▸ Record set:
//! Aggregate task
//!
//! [`All`] groups sibling tasks. Its own build runs after every listed task
//! and stores the combiner's value, which [`All::result`] exposes as a future.

use crate::error::{ConfigResult, ExecutionResult};
use crate::runner::Context;
use crate::task::{DependentFuture, Dependency, Task, TaskRef};
use std::borrow::Cow;
use std::cell::{OnceCell, RefCell};
use std::rc::{Rc, Weak};

pub struct All<T = ()> {
    tasks: Vec<TaskRef>,
    combine: Box<dyn Fn() -> T>,
    value: Rc<OnceCell<T>>,
    // handed out futures hold the All, never the other way round
    future: RefCell<Weak<DependentFuture<T>>>,
}

impl All<()> {
    pub fn new(tasks: impl IntoIterator<Item = TaskRef>) -> Rc<Self> {
        All::with_result(|| (), tasks)
    }
}

impl<T: Clone + 'static> All<T> {
    /// Group `tasks`; building the group stores `combine()` for `result()`
    pub fn with_result(
        combine: impl Fn() -> T + 'static,
        tasks: impl IntoIterator<Item = TaskRef>,
    ) -> Rc<Self> {
        Rc::new(All {
            tasks: tasks.into_iter().collect(),
            combine: Box::new(combine),
            value: Rc::new(OnceCell::new()),
            future: RefCell::new(Weak::new()),
        })
    }

    pub fn tasks(&self) -> &[TaskRef] {
        &self.tasks
    }

    /// Future of the combined value
    ///
    /// The future depends on this group, so holding only the future still
    /// builds every grouped task first.
    pub fn result(self: &Rc<Self>) -> Rc<DependentFuture<T>> {
        if let Some(future) = self.future.borrow().upgrade() {
            return future;
        }
        let source: TaskRef = self.clone();
        let future = Rc::new(DependentFuture::filled_by(source, self.value.clone()));
        *self.future.borrow_mut() = Rc::downgrade(&future);
        future
    }
}

impl<T: Clone + 'static> Task for All<T> {
    fn dependency_members(&self) -> ConfigResult<Vec<Dependency>> {
        Ok(vec![Dependency::list("tasks", self.tasks.iter().cloned())])
    }

    fn build(&self, _ctx: &mut Context) -> ExecutionResult<()> {
        self.value.get_or_init(|| (self.combine)());
        Ok(())
    }

    fn is_logged(&self) -> bool {
        false
    }

    fn name(&self) -> Cow<'_, str> {
        let names: Vec<String> = self.tasks.iter().map(|t| t.name().into_owned()).collect();
        Cow::Owned(format!("all({})", names.join(", ")))
    }
}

▸ What you need to do: Looking at the entries above, count the lines that contain the string "crate", then give the number and nothing else.

▸ Response: 3